Am i missing something or is it not possible to do this?


----------



## TUGBrian (Nov 17, 2009)

you are automatically notified when this happens via email.


----------



## bsmith12 (Nov 17, 2009)

how do i search the current database of exchange listings to see the ones that have a preference to exchange with the Galleon or Key West?

do i have to input an exchange listing for my resort to start getting the automatic emails?


----------



## Makai Guy (Nov 17, 2009)

This relates to the Resort Database, not the Bulletin Board.  Moving to "About the Rest of TUG" forum.


----------



## TUGBrian (Nov 17, 2009)

Yes, you must submit your direct exchange ad in order to be notified when someone is looking for an exchange for your resort.


----------



## bsmith12 (Nov 17, 2009)

after submitting an exchange ad, i assume it will notify you of newly created exchange ads after yours was submitted.  is there a way to search the current database of ads for ones submitted prior to the one i need to create?
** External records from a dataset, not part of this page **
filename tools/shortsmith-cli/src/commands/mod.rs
pub mod check;
pub mod render;
pub mod serve;
//! Scripted subtitle cards.
//!
//! A script is split into short cards that are paced at a fixed reading
//! speed and shown back to back from the start of the video.

use std::fmt::Write as _;

use serde::Serialize;
use shortsmith_common::clock::format_srt_time;

/// One subtitle card and its display window.
#[derive(Debug, Clone, PartialEq, Serialize)]
pub struct SubtitleCard {
    pub text: String,
    pub start_secs: f64,
    pub end_secs: f64,
}

impl SubtitleCard {
    pub fn duration_secs(&self) -> f64 {
        self.end_secs - self.start_secs
    }
}

/// Group a script into cards of at most `max_words` words.
///
/// Each card lasts `words / words_per_second` seconds.
pub fn schedule_cards(script: &str, words_per_second: f64, max_words: usize) -> Vec<SubtitleCard> {
    if words_per_second <= 0.0 || max_words == 0 {
        return Vec::new();
    }

    let words: Vec<&str> = script.split_whitespace().collect();
    let mut cards = Vec::with_capacity(words.len().div_ceil(max_words));
    let mut cursor = 0.0;
    for chunk in words.chunks(max_words) {
        let duration = chunk.len() as f64 / words_per_second;
        cards.push(SubtitleCard {
            text: chunk.join(" "),
            start_secs: cursor,
            end_secs: cursor + duration,
        });
        cursor += duration;
    }
    cards
}

/// Render cards as an SRT document.
pub fn to_srt(cards: &[SubtitleCard]) -> String {
    let mut out = String::new();
    for (i, card) in cards.iter().enumerate() {
        let _ = writeln!(out, "{}", i + 1);
        let _ = writeln!(
            out,
            "{} --> {}",
            format_srt_time(card.start_secs),
            format_srt_time(card.end_secs)
        );
        let _ = writeln!(out, "{}", card.text);
        out.push('\n');
    }
    out
}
thanks for your quick replys, brian!


----------



## TUGBrian (Nov 17, 2009)

itll send you an instant email with all the current matches, and yes you will recieve updated emails if any new matches are submitted.


----------



## bsmith12 (Nov 20, 2009)

Brian,

i have not received that email yet.  can you try again?


----------



## Rent_Share (Nov 20, 2009)

> itll send you an instant email with all the current matches, and yes you will recieve updated emails if any new matches are submitted.


 
Kinda depends on how you read the typo

itll = I'll (I will) or itll = it'll (It will)  I would assume he meant IT WILL  


Perhaps no one is looking yet for your unit, so no email ?????????


----------



## TUGBrian (Nov 20, 2009)

sorry, it will =)

and I would recommend checking your spam/junk email folder and or settings just to make sure.

that or there are no matches for what you are looking for...and vice versa.


----------



## bsmith12 (Nov 20, 2009)

thanks guys for the info.  i have not received an auto email with all of the listings that would have matched (spam has been checked).  i did receive one today for a new listing that was posted today, so they are getting thru.  i guess that must be the only one since i did not receive any other one. 

thanks for the help with a newbie!!


----------